=== TASK PROMPT ===
Provide the records once more, identical to the original.

=== EXTRACTED MATERIAL ===

☆ ☆ ☆ ☆ ☆ ☆ ☆

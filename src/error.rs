// This file is part of arm_force_field.
//
// See the COPYRIGHT file at the top-level directory of this distribution
// for details of code ownership.
//
// This program is free software: you can redistribute it and/or modify
// it under the terms of the GNU General Public License as published by
// the Free Software Foundation, either version 3 of the License, or
// (at your option) any later version.
//
// This program is distributed in the hope that it will be useful,
// but WITHOUT ANY WARRANTY; without even the implied warranty of
// MERCHANTABILITY or FITNESS FOR A PARTICULAR PURPOSE.  See the
// GNU General Public License for more details.
//
// You should have received a copy of the GNU General Public License
// along with this program.  If not, see <https://www.gnu.org/licenses/>.

use thiserror::Error;

/// Errors of the arm strength model.
///
/// There is no retry for any of them: the model is deterministic and the
/// same input always gives the same error.
#[derive(Error, Debug)]
pub enum ModelError {
    /// A vector that must be normalized has zero length, e.g. coincident
    /// shoulders or a zero force direction. The field names the vector.
    #[error("Degenerate geometry: the {vector} has zero length.")]
    DegenerateGeometry { vector: String },
    #[error("Invalid configuration: {0}")]
    InvalidConfiguration(String),
    #[error("Invalid input: {0}")]
    InvalidInput(String),
    #[error("Failed to read the configuration: {0}")]
    Config(#[from] config::ConfigError),
    #[error("Failed to read the table: {0}")]
    Csv(#[from] csv::Error),
    #[error("Failed to parse the coefficients: {0}")]
    Json(#[from] serde_json::Error),
    #[error(transparent)]
    Io(#[from] std::io::Error),
}

impl ModelError {
    /// Create a degenerate geometry error.
    ///
    /// # Arguments
    /// * `vector` - Name of the vector that can not be normalized.
    ///
    /// # Returns
    /// The error.
    pub fn degenerate(vector: &str) -> Self {
        ModelError::DegenerateGeometry {
            vector: String::from(vector),
        }
    }

    /// Is this a degenerate geometry error or not.
    pub fn is_degenerate_geometry(&self) -> bool {
        matches!(self, ModelError::DegenerateGeometry { .. })
    }

    /// Is this an invalid configuration error or not.
    pub fn is_invalid_configuration(&self) -> bool {
        matches!(self, ModelError::InvalidConfiguration(_))
    }
}

#[cfg(test)]
mod tests {
    use super::*;

    #[test]
    fn test_degenerate() {
        let error = ModelError::degenerate("lateral axis");

        assert!(error.is_degenerate_geometry());
        assert!(!error.is_invalid_configuration());
        assert_eq!(
            error.to_string(),
            "Degenerate geometry: the lateral axis has zero length."
        );
    }

    #[test]
    fn test_invalid_configuration() {
        let error = ModelError::InvalidConfiguration(String::from("body mass is -1"));

        assert!(error.is_invalid_configuration());
        assert_eq!(error.to_string(), "Invalid configuration: body mass is -1");
    }
}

☆ ☆ ☆ ☆ ☆ ☆ ☆

=== OUTPUT FOR THIS TASK ===
filename src/error.rs
// This file is part of arm_force_field.
//
// See the COPYRIGHT file at the top-level directory of this distribution
// for details of code ownership.
//
// This program is free software: you can redistribute it and/or modify
// it under the terms of the GNU General Public License as published by
// the Free Software Foundation, either version 3 of the License, or
// (at your option) any later version.
//
// This program is distributed in the hope that it will be useful,
// but WITHOUT ANY WARRANTY; without even the implied warranty of
// MERCHANTABILITY or FITNESS FOR A PARTICULAR PURPOSE.  See the
// GNU General Public License for more details.
//
// You should have received a copy of the GNU General Public License
// along with this program.  If not, see <https://www.gnu.org/licenses/>.

use thiserror::Error;

/// Errors of the arm strength model.
///
/// There is no retry for any of them: the model is deterministic and the
/// same input always gives the same error.
#[derive(Error, Debug)]
pub enum ModelError {
    /// A vector that must be normalized has zero length, e.g. coincident
    /// shoulders or a zero force direction. The field names the vector.
    #[error("Degenerate geometry: the {vector} has zero length.")]
    DegenerateGeometry { vector: String },
    #[error("Invalid configuration: {0}")]
    InvalidConfiguration(String),
    #[error("Invalid input: {0}")]
    InvalidInput(String),
    #[error("Failed to read the configuration: {0}")]
    Config(#[from] config::ConfigError),
    #[error("Failed to read the table: {0}")]
    Csv(#[from] csv::Error),
    #[error("Failed to parse the coefficients: {0}")]
    Json(#[from] serde_json::Error),
    #[error(transparent)]
    Io(#[from] std::io::Error),
}

impl ModelError {
    /// Create a degenerate geometry error.
    ///
    /// # Arguments
    /// * `vector` - Name of the vector that can not be normalized.
    ///
    /// # Returns
    /// The error.
    pub fn degenerate(vector: &str) -> Self {
        ModelError::DegenerateGeometry {
            vector: String::from(vector),
        }
    }

    /// Is this a degenerate geometry error or not.
    pub fn is_degenerate_geometry(&self) -> bool {
        matches!(self, ModelError::DegenerateGeometry { .. })
    }

    /// Is this an invalid configuration error or not.
    pub fn is_invalid_configuration(&self) -> bool {
        matches!(self, ModelError::InvalidConfiguration(_))
    }
}

#[cfg(test)]
mod tests {
    use super::*;

    #[test]
    fn test_degenerate() {
        let error = ModelError::degenerate("lateral axis");

        assert!(error.is_degenerate_geometry());
        assert!(!error.is_invalid_configuration());
        assert_eq!(
            error.to_string(),
            "Degenerate geometry: the lateral axis has zero length."
        );
    }

    #[test]
    fn test_invalid_configuration() {
        let error = ModelError::InvalidConfiguration(String::from("body mass is -1"));

        assert!(error.is_invalid_configuration());
        assert_eq!(error.to_string(), "Invalid configuration: body mass is -1");
    }
}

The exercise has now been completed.